Infortunadamente esta premisa tiene un arranque muy flojo por culpa de la protagonista epónima, interpretada por Elsa Whitaker, quien despliega un rango de emociones muy limitado y en general encarna a un personaje con el cual es muy difícil simpatizar. Esto puede ser deliberado, gracias a que la adolescencia es una etapa cruel y estúpida por la cual todos tenemos que pasar con mayor o menor gracia, y es especialmente difícil si está marcada por la ausencia de una entrañable figura paternal, interpretada por Anthony Assaf Howard a través de secuencias de sueños y flashback filmadas con un característico y convencional sobresaturado.

Los problemas de actuación no cesan con Keyla, y se extienden a otros miembros del reparto. Francisco (Sebastián Enciso Salamanca), el pequeño hermanastro de la protagonista, es su opuesto polar (lo cual podría entenderse como una decisión consciente) aunque también se siente algo impostado en su comportamiento y sus diálogos.

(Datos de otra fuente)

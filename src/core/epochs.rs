//! Aggregation of filtered samples into fixed-length activity-count epochs.
//!
//! Each sample is rectified and quantized the way an ActiGraph device counts
//! movement: amplitudes below a dead-band are dropped, amplitudes above the
//! saturation level are capped, and the rest is scaled to 8-bit resolution.
//! Epochs are wall-clock windows aligned to the first sample; a trailing
//! window shorter than the epoch length is discarded.

use crate::core::signal::FilteredSignal;
use crate::error::ActigraphyError;
use crate::input::SensorId;
use chrono::{DateTime, Duration, Utc};
use serde::{Deserialize, Serialize};

/// Default epoch length in seconds.
pub const DEFAULT_EPOCH_SECS: i64 = 60;

/// Per-sample count quantization.
#[derive(Debug, Clone, PartialEq, Serialize, Deserialize)]
pub struct CountConfig {
    /// Rectified amplitudes below this are treated as no movement (g)
    pub dead_band_g: f64,
    /// Amplitudes above this are capped (g)
    pub saturation_g: f64,
    /// Quantization steps between zero and saturation
    pub resolution: f64,
}

impl Default for CountConfig {
    fn default() -> Self {
        Self {
            dead_band_g: 0.068,
            saturation_g: 2.13,
            resolution: 128.0,
        }
    }
}

impl CountConfig {
    /// Count contribution of one rectified amplitude.
    pub fn quantize(&self, amplitude: f64) -> u64 {
        let amplitude = amplitude.abs();
        if amplitude < self.dead_band_g {
            return 0;
        }
        let capped = amplitude.min(self.saturation_g);
        (capped / self.saturation_g * self.resolution).round() as u64
    }
}

/// Activity counts of one sensor over one epoch.
#[derive(Debug, Clone, PartialEq, Eq, Serialize, Deserialize)]
pub struct EpochCount {
    /// Start of the epoch window
    pub epoch_start: DateTime<Utc>,
    /// Sensor the counts belong to
    pub sensor: SensorId,
    /// Per-axis counts in x, y, z order
    pub axis_counts: [u64; 3],
    /// Vector-magnitude count; the value classifiers consume
    pub count: u64,
}

/// Contiguous epoch counts of one sensor, indexed by epoch number.
#[derive(Debug, Clone, PartialEq, Eq, Serialize, Deserialize)]
pub struct CountsSeries {
    pub sensor: SensorId,
    /// Epoch length in seconds
    pub epoch_secs: i64,
    pub epochs: Vec<EpochCount>,
}

impl CountsSeries {
    pub fn len(&self) -> usize {
        self.epochs.len()
    }

    pub fn is_empty(&self) -> bool {
        self.epochs.is_empty()
    }

    /// Start of the first epoch, if any.
    pub fn start(&self) -> Option<DateTime<Utc>> {
        self.epochs.first().map(|e| e.epoch_start)
    }

    /// Vector-magnitude counts in epoch order.
    pub fn counts(&self) -> Vec<f64> {
        self.epochs.iter().map(|e| e.count as f64).collect()
    }
}

/// Sums quantized samples into epochs.
#[derive(Debug, Clone)]
pub struct EpochAggregator {
    epoch_secs: i64,
    config: CountConfig,
}

impl Default for EpochAggregator {
    fn default() -> Self {
        Self::new(DEFAULT_EPOCH_SECS, CountConfig::default())
    }
}

impl EpochAggregator {
    pub fn new(epoch_secs: i64, config: CountConfig) -> Self {
        Self { epoch_secs, config }
    }

    pub fn epoch_secs(&self) -> i64 {
        self.epoch_secs
    }

    /// Aggregate a filtered signal into a counts series.
    ///
    /// Window membership is decided by each sample's time offset, not its
    /// index, so the sampling rate never shifts epoch boundaries.
    pub fn aggregate(&self, filtered: &FilteredSignal) -> Result<CountsSeries, ActigraphyError> {
        if self.epoch_secs <= 0 {
            return Err(ActigraphyError::InvalidEpochLength(self.epoch_secs));
        }
        if filtered.is_empty() {
            return Err(ActigraphyError::EmptySignal {
                stage: "epoch aggregator",
            });
        }

        let signal = filtered.signal();
        let epoch_nanos = self
            .epoch_secs
            .checked_mul(1_000_000_000)
            .ok_or(ActigraphyError::InvalidEpochLength(self.epoch_secs))?;
        let full_epochs = (signal.offset_nanos(signal.len()) / epoch_nanos) as usize;

        let mut epochs: Vec<EpochCount> = (0..full_epochs)
            .map(|i| EpochCount {
                epoch_start: signal.start + Duration::seconds(self.epoch_secs * i as i64),
                sensor: signal.sensor,
                axis_counts: [0; 3],
                count: 0,
            })
            .collect();

        for k in 0..signal.len() {
            let index = (signal.offset_nanos(k) / epoch_nanos) as usize;
            let Some(epoch) = epochs.get_mut(index) else {
                break;
            };

            let (x, y, z) = (signal.x[k], signal.y[k], signal.z[k]);
            epoch.axis_counts[0] += self.config.quantize(x);
            epoch.axis_counts[1] += self.config.quantize(y);
            epoch.axis_counts[2] += self.config.quantize(z);
            epoch.count += self.config.quantize((x * x + y * y + z * z).sqrt());
        }

        Ok(CountsSeries {
            sensor: signal.sensor,
            epoch_secs: self.epoch_secs,
            epochs,
        })
    }
}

Su madrastra, Helena, es interpretada por Mercedes Salazar, y aunque se trata de una actriz de formación con experiencia en la pantalla chica[3], le ha tocado la desagradecida labor de cargar con los diálogos más expositivos y enfáticos de toda la película. Salazar los entrega con aplomo y asertividad, pero su contenido está fraseado de forma ligeramente antinatural, y mientras esto ayuda a sortear las numerosas interrogantes que plantea el argumento, al final se siente como si ella tuviera que saltar como una catedrática entre bloque y bloque de información con el poco tiempo que tiene su personaje en pantalla.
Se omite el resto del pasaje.